Artstop Witte de Withstraat & Neck (2000) John Blake
In 1994 the tram stop 'Witte de Withstraat' was closed on the then line 5. The stop, which is not too far from the stops on the Eendrachtsplein, was considered redundant by the RET. Due to protests from museums and shopkeepers in the area, the stop was put back into use in 1995 at the initiative of Manuel Kneepkens of the City Party. After all, it is located on the cultural axis between Witte de Withstraat and Museum Park. This special stop should get its own look with a work of art. Artist John Blake placed a second stop opposite the existing tram stop. It looked suspiciously like an ordinary stop, but was bright white and stripped of all advertising, work schedules and maps. Just the name Witte de Withstraat art stop is stated above a large area. The Kunsthalte functions well today and has been taken into use by the RET, like a 'real' stop.
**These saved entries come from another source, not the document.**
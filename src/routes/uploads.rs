use crate::{server::SharedState, storage::StorageError};
use axum::{
    extract::{Path, State},
    http::{header, StatusCode},
    response::{IntoResponse, Response},
};
use tracing::instrument;

#[instrument(skip(state))]
pub async fn serve_upload(
    State(state): State<SharedState>,
    Path(filename): Path<String>,
) -> Response {
    state.metrics.record_request("/uploads");

    match state.uploads.read(&filename) {
        Ok(bytes) => (
            [(header::CONTENT_TYPE, content_type_for(&filename))],
            bytes,
        )
            .into_response(),
        Err(e @ (StorageError::NotFound(_) | StorageError::InvalidName(_))) => {
            (StatusCode::NOT_FOUND, e.to_string()).into_response()
        }
        Err(e) => {
            tracing::error!("Failed to serve upload {}: {:?}", filename, e);
            (StatusCode::INTERNAL_SERVER_ERROR, e.to_string()).into_response()
        }
    }
}

fn content_type_for(filename: &str) -> &'static str {
    let extension = filename
        .rsplit_once('.')
        .map(|(_, ext)| ext.to_ascii_lowercase());

    match extension.as_deref() {
        Some("jpg") | Some("jpeg") => "image/jpeg",
        Some("png") => "image/png",
        Some("gif") => "image/gif",
        Some("bmp") => "image/bmp",
        Some("webp") => "image/webp",
        _ => "application/octet-stream",
    }
}
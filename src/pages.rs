//! Embedded HTML served by the upload UI. The assets are kept as
//! `&'static str` so they are bundled directly inside the binary without
//! filesystem lookups.

pub const INDEX_HTML: &str = r#"<!doctype html>
<html lang="en">
<head>
  <meta charset="utf-8">
  <title>Brain Tumor MRI Classification</title>
  <style>
    body { font-family: sans-serif; max-width: 640px; margin: 4rem auto; color: #222; }
    form { border: 1px solid #ccc; border-radius: 8px; padding: 2rem; }
    button { margin-top: 1rem; padding: 0.5rem 1.5rem; }
    nav a { margin-right: 1rem; }
  </style>
</head>
<body>
  <nav><a href="/">Classify</a><a href="/home">About</a></nav>
  <h1>Brain Tumor MRI Classification</h1>
  <p>Upload an MRI scan to classify it as glioma, meningioma, pituitary, or no tumor.</p>
  <form action="/predict" method="post" enctype="multipart/form-data">
    <input type="file" name="file" accept="image/*">
    <button type="submit">Predict</button>
  </form>
</body>
</html>
"#;

pub const HOME_HTML: &str = r#"<!doctype html>
<html lang="en">
<head>
  <meta charset="utf-8">
  <title>About - Brain Tumor MRI Classification</title>
  <style>
    body { font-family: sans-serif; max-width: 640px; margin: 4rem auto; color: #222; }
    nav a { margin-right: 1rem; }
  </style>
</head>
<body>
  <nav><a href="/">Classify</a><a href="/home">About</a></nav>
  <h1>About</h1>
  <p>This service runs a convolutional network trained on brain MRI scans and
  sorts each upload into one of four classes: glioma, meningioma, pituitary
  tumor, or no tumor.</p>
  <p>Predictions are informational only and are not a medical diagnosis.</p>
</body>
</html>
"#;

/// Result shell served on a direct `GET /result`, with no prediction bound.
pub const RESULT_SHELL_HTML: &str = r#"<!doctype html>
<html lang="en">
<head>
  <meta charset="utf-8">
  <title>Result - Brain Tumor MRI Classification</title>
  <style>
    body { font-family: sans-serif; max-width: 640px; margin: 4rem auto; color: #222; }
    nav a { margin-right: 1rem; }
  </style>
</head>
<body>
  <nav><a href="/">Classify</a><a href="/home">About</a></nav>
  <h1>Result</h1>
  <p>No prediction yet. <a href="/">Upload a scan</a> to get one.</p>
</body>
</html>
"#;

const RESULT_TEMPLATE: &str = r#"<!doctype html>
<html lang="en">
<head>
  <meta charset="utf-8">
  <title>Result - Brain Tumor MRI Classification</title>
  <style>
    body { font-family: sans-serif; max-width: 640px; margin: 4rem auto; color: #222; }
    img { max-width: 100%; border: 1px solid #ccc; border-radius: 8px; }
    .label { font-size: 1.5rem; font-weight: bold; }
    nav a { margin-right: 1rem; }
  </style>
</head>
<body>
  <nav><a href="/">Classify</a><a href="/home">About</a></nav>
  <h1>Result</h1>
  <p>Predicted class: <span class="label">{{label}}</span></p>
  <img src="data:image/jpeg;base64,{{image}}" alt="{{filename}}">
  <p>Stored as <code>{{filename}}</code></p>
  <p><a href="/">Classify another scan</a></p>
</body>
</html>
"#;

pub fn render_result(filename: &str, label: &str, image_base64: &str) -> String {
    RESULT_TEMPLATE
        .replace("{{label}}", label)
        .replace("{{image}}", image_base64)
        .replace("{{filename}}", filename)
}
use std::{
    fs,
    path::{Component, Path, PathBuf},
    time::{SystemTime, UNIX_EPOCH},
};
use thiserror::Error;

#[derive(Error, Debug)]
pub enum StorageError {
    #[error("failed to create upload directory {0:?}: {1}")]
    CreateDir(PathBuf, std::io::Error),
    #[error("failed to write upload: {0}")]
    Write(std::io::Error),
    #[error("failed to read upload: {0}")]
    Read(std::io::Error),
    #[error("upload not found: {0}")]
    NotFound(String),
    #[error("invalid upload filename: {0}")]
    InvalidName(String),
}

/// On-disk store for uploaded images. Each upload gets a unique name
/// (millisecond timestamp plus a random suffix) so concurrent requests never
/// clobber each other's file. Files are kept after the request, matching the
/// serving contract of `GET /uploads/{filename}`; there is no cleanup.
pub struct UploadStore {
    root: PathBuf,
}

impl UploadStore {
    pub fn new(root: impl Into<PathBuf>) -> Result<Self, StorageError> {
        let root = root.into();
        fs::create_dir_all(&root).map_err(|e| StorageError::CreateDir(root.clone(), e))?;
        Ok(Self { root })
    }

    pub fn save(&self, original_name: &str, bytes: &[u8]) -> Result<String, StorageError> {
        let extension = Path::new(original_name)
            .extension()
            .and_then(|e| e.to_str())
            .filter(|e| e.chars().all(char::is_alphanumeric))
            .unwrap_or("jpg")
            .to_ascii_lowercase();

        let millis = SystemTime::now()
            .duration_since(UNIX_EPOCH)
            .unwrap_or_default()
            .as_millis();
        let name = format!("upload_{}_{:08x}.{}", millis, rand::random::<u32>(), extension);

        fs::write(self.root.join(&name), bytes).map_err(StorageError::Write)?;

        Ok(name)
    }

    pub fn read(&self, name: &str) -> Result<Vec<u8>, StorageError> {
        let path = self.resolve(name)?;
        match fs::read(&path) {
            Ok(bytes) => Ok(bytes),
            Err(e) if e.kind() == std::io::ErrorKind::NotFound => {
                Err(StorageError::NotFound(name.to_string()))
            }
            Err(e) => Err(StorageError::Read(e)),
        }
    }

    // Containment check: a served name must be a single plain path component.
    fn resolve(&self, name: &str) -> Result<PathBuf, StorageError> {
        let candidate = Path::new(name);
        let mut components = candidate.components();
        match (components.next(), components.next()) {
            (Some(Component::Normal(_)), None) => Ok(self.root.join(candidate)),
            _ => Err(StorageError::InvalidName(name.to_string())),
        }
    }
}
On the other side of the Westersingel, on a concrete plateau in the slope (a sewer bunker), Blake placed a pedestal with a neck on it. This one Neck is an enlargement of a display used to display jewelery in the window of jewelery stores. At first glance, the link between the white is stripped Art stop and the Neck not directly laid, but whoever looks longer sees that Neck - just as bright white - with his 'face' facing the tram stop. This makes the connection between the two elements visible. Both elements can be seen as museum copies, fitting in the Museum Quarter of Rotterdam.
John Blake (Rhode Island - USA, 1945 - Laren, 2017) was trained as a painter at Carnegie Mellon University in Pittsburgh and Yale University. He continued his art education at the Royal College of Art in London. Since then he has been based in London and Amsterdam. Blake has built up an oeuvre of mixed media works of art, which were shown at exhibitions or made for a specific place in the public space.